Identical copies of all the records below are needed.

--- Entries shown ---

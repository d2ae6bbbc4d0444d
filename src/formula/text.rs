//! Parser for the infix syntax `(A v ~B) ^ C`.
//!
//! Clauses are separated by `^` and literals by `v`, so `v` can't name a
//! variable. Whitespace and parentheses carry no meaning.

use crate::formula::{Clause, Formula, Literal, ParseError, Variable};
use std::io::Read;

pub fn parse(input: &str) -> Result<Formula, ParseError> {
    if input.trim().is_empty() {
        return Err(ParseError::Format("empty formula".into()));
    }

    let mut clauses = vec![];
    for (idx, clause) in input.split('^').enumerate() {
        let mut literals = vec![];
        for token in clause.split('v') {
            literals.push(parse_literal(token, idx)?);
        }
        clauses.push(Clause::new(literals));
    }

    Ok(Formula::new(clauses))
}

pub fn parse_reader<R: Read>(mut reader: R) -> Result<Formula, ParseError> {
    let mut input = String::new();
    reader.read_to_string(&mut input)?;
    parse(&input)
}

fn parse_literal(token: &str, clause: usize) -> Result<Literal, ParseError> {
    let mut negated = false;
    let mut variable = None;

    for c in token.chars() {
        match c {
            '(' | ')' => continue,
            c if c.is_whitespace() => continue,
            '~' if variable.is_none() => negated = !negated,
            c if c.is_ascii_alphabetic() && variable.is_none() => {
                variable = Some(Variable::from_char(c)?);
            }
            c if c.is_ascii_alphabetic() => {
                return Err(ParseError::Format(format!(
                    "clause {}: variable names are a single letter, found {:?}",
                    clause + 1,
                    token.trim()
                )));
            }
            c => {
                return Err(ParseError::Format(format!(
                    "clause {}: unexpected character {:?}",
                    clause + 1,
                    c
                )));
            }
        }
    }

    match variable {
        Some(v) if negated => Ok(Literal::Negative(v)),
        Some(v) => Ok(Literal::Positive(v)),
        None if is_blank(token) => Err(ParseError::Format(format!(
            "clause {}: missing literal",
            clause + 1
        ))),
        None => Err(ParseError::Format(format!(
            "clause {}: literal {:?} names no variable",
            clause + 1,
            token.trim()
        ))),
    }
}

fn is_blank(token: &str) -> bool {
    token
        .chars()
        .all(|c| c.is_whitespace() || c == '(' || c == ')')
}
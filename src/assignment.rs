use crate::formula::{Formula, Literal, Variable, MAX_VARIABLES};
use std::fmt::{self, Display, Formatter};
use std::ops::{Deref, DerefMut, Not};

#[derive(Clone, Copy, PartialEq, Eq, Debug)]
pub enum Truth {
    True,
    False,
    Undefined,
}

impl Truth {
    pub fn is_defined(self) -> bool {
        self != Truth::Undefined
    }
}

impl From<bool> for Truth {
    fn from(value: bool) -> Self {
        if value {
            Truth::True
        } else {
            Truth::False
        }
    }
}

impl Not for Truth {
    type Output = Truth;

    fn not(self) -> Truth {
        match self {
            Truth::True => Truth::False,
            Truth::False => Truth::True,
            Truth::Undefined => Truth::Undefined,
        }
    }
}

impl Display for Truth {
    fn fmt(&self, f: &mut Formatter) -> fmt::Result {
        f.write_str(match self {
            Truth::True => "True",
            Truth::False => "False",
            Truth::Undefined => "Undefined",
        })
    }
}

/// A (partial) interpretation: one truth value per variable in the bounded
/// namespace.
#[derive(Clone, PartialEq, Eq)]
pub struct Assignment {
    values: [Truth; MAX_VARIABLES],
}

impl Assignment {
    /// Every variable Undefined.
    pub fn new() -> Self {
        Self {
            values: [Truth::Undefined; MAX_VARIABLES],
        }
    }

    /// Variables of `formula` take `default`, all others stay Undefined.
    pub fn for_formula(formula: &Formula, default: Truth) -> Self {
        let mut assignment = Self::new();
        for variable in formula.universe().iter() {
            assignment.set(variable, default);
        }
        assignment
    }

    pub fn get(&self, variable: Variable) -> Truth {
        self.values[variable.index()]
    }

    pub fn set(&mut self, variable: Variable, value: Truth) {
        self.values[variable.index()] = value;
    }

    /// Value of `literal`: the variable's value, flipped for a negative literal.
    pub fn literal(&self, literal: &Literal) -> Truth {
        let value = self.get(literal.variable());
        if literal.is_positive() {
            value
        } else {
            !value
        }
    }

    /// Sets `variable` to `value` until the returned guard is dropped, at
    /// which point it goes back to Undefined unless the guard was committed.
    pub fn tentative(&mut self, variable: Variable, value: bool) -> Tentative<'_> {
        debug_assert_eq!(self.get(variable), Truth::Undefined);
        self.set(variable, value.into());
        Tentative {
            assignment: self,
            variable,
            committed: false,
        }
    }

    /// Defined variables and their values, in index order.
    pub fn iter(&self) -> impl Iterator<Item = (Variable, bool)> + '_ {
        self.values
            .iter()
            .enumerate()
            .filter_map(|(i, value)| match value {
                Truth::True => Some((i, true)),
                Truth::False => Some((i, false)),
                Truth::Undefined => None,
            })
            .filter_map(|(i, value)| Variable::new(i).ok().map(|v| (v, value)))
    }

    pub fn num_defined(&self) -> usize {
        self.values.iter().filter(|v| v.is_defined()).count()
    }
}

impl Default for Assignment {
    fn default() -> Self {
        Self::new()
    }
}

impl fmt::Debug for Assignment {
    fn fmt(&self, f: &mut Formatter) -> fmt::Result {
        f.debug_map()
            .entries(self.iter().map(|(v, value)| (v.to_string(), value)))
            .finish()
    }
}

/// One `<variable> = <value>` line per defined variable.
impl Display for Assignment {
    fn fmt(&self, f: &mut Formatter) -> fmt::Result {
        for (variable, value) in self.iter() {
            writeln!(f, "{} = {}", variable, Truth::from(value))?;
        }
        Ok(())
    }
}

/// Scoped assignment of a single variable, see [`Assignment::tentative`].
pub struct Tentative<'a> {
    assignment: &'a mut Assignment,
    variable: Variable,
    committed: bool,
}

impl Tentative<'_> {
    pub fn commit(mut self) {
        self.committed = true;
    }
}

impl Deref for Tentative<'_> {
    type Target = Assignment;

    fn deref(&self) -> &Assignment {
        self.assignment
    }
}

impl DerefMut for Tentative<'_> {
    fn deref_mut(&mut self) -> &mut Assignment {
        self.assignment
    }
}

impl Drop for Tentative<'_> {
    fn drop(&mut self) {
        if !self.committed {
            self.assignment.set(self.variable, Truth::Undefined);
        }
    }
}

---

Response for this exercise.
repository d2ae6bbbc4d0444d
filename src/formula/text.rs
//! Parser for the infix syntax `(A v ~B) ^ C`.
//!
//! Clauses are separated by `^` and literals by `v`, so `v` can't name a
//! variable. Whitespace and parentheses carry no meaning.

use crate::formula::{Clause, Formula, Literal, ParseError, Variable};
use std::io::Read;

pub fn parse(input: &str) -> Result<Formula, ParseError> {
    if input.trim().is_empty() {
        return Err(ParseError::Format("empty formula".into()));
    }

    let mut clauses = vec![];
    for (idx, clause) in input.split('^').enumerate() {
        let mut literals = vec![];
        for token in clause.split('v') {
            literals.push(parse_literal(token, idx)?);
        }
        clauses.push(Clause::new(literals));
    }

    Ok(Formula::new(clauses))
}

pub fn parse_reader<R: Read>(mut reader: R) -> Result<Formula, ParseError> {
    let mut input = String::new();
    reader.read_to_string(&mut input)?;
    parse(&input)
}

fn parse_literal(token: &str, clause: usize) -> Result<Literal, ParseError> {
    let mut negated = false;
    let mut variable = None;

    for c in token.chars() {
        match c {
            '(' | ')' => continue,
            c if c.is_whitespace() => continue,
            '~' if variable.is_none() => negated = !negated,
            c if c.is_ascii_alphabetic() && variable.is_none() => {
                variable = Some(Variable::from_char(c)?);
            }
            c if c.is_ascii_alphabetic() => {
                return Err(ParseError::Format(format!(
                    "clause {}: variable names are a single letter, found {:?}",
                    clause + 1,
                    token.trim()
                )));
            }
            c => {
                return Err(ParseError::Format(format!(
                    "clause {}: unexpected character {:?}",
                    clause + 1,
                    c
                )));
            }
        }
    }

    match variable {
        Some(v) if negated => Ok(Literal::Negative(v)),
        Some(v) => Ok(Literal::Positive(v)),
        None if is_blank(token) => Err(ParseError::Format(format!(
            "clause {}: missing literal",
            clause + 1
        ))),
        None => Err(ParseError::Format(format!(
            "clause {}: literal {:?} names no variable",
            clause + 1,
            token.trim()
        ))),
    }
}

fn is_blank(token: &str) -> bool {
    token
        .chars()
        .all(|c| c.is_whitespace() || c == '(' || c == ')')
}
filename src/assignment.rs
use crate::formula::{Formula, Literal, Variable, MAX_VARIABLES};
use std::fmt::{self, Display, Formatter};
use std::ops::{Deref, DerefMut, Not};

#[derive(Clone, Copy, PartialEq, Eq, Debug)]
pub enum Truth {
    True,
    False,
    Undefined,
}

impl Truth {
    pub fn is_defined(self) -> bool {
        self != Truth::Undefined
    }
}

impl From<bool> for Truth {
    fn from(value: bool) -> Self {
        if value {
            Truth::True
        } else {
            Truth::False
        }
    }
}

impl Not for Truth {
    type Output = Truth;

    fn not(self) -> Truth {
        match self {
            Truth::True => Truth::False,
            Truth::False => Truth::True,
            Truth::Undefined => Truth::Undefined,
        }
    }
}

impl Display for Truth {
    fn fmt(&self, f: &mut Formatter) -> fmt::Result {
        f.write_str(match self {
            Truth::True => "True",
            Truth::False => "False",
            Truth::Undefined => "Undefined",
        })
    }
}

/// A (partial) interpretation: one truth value per variable in the bounded
/// namespace.
#[derive(Clone, PartialEq, Eq)]
pub struct Assignment {
    values: [Truth; MAX_VARIABLES],
}

impl Assignment {
    /// Every variable Undefined.
    pub fn new() -> Self {
        Self {
            values: [Truth::Undefined; MAX_VARIABLES],
        }
    }

    /// Variables of `formula` take `default`, all others stay Undefined.
    pub fn for_formula(formula: &Formula, default: Truth) -> Self {
        let mut assignment = Self::new();
        for variable in formula.universe().iter() {
            assignment.set(variable, default);
        }
        assignment
    }

    pub fn get(&self, variable: Variable) -> Truth {
        self.values[variable.index()]
    }

    pub fn set(&mut self, variable: Variable, value: Truth) {
        self.values[variable.index()] = value;
    }

    /// Value of `literal`: the variable's value, flipped for a negative literal.
    pub fn literal(&self, literal: &Literal) -> Truth {
        let value = self.get(literal.variable());
        if literal.is_positive() {
            value
        } else {
            !value
        }
    }

    /// Sets `variable` to `value` until the returned guard is dropped, at
    /// which point it goes back to Undefined unless the guard was committed.
    pub fn tentative(&mut self, variable: Variable, value: bool) -> Tentative<'_> {
        debug_assert_eq!(self.get(variable), Truth::Undefined);
        self.set(variable, value.into());
        Tentative {
            assignment: self,
            variable,
            committed: false,
        }
    }

    /// Defined variables and their values, in index order.
    pub fn iter(&self) -> impl Iterator<Item = (Variable, bool)> + '_ {
        self.values
            .iter()
            .enumerate()
            .filter_map(|(i, value)| match value {
                Truth::True => Some((i, true)),
                Truth::False => Some((i, false)),
                Truth::Undefined => None,
            })
            .filter_map(|(i, value)| Variable::new(i).ok().map(|v| (v, value)))
    }

    pub fn num_defined(&self) -> usize {
        self.values.iter().filter(|v| v.is_defined()).count()
    }
}

impl Default for Assignment {
    fn default() -> Self {
        Self::new()
    }
}

impl fmt::Debug for Assignment {
    fn fmt(&self, f: &mut Formatter) -> fmt::Result {
        f.debug_map()
            .entries(self.iter().map(|(v, value)| (v.to_string(), value)))
            .finish()
    }
}

/// One `<variable> = <value>` line per defined variable.
impl Display for Assignment {
    fn fmt(&self, f: &mut Formatter) -> fmt::Result {
        for (variable, value) in self.iter() {
            writeln!(f, "{} = {}", variable, Truth::from(value))?;
        }
        Ok(())
    }
}

/// Scoped assignment of a single variable, see [`Assignment::tentative`].
pub struct Tentative<'a> {
    assignment: &'a mut Assignment,
    variable: Variable,
    committed: bool,
}

impl Tentative<'_> {
    pub fn commit(mut self) {
        self.committed = true;
    }
}

impl Deref for Tentative<'_> {
    type Target = Assignment;

    fn deref(&self) -> &Assignment {
        self.assignment
    }
}

impl DerefMut for Tentative<'_> {
    fn deref_mut(&mut self) -> &mut Assignment {
        self.assignment
    }
}

impl Drop for Tentative<'_> {
    fn drop(&mut self) {
        if !self.committed {
            self.assignment.set(self.variable, Truth::Undefined);
        }
    }
}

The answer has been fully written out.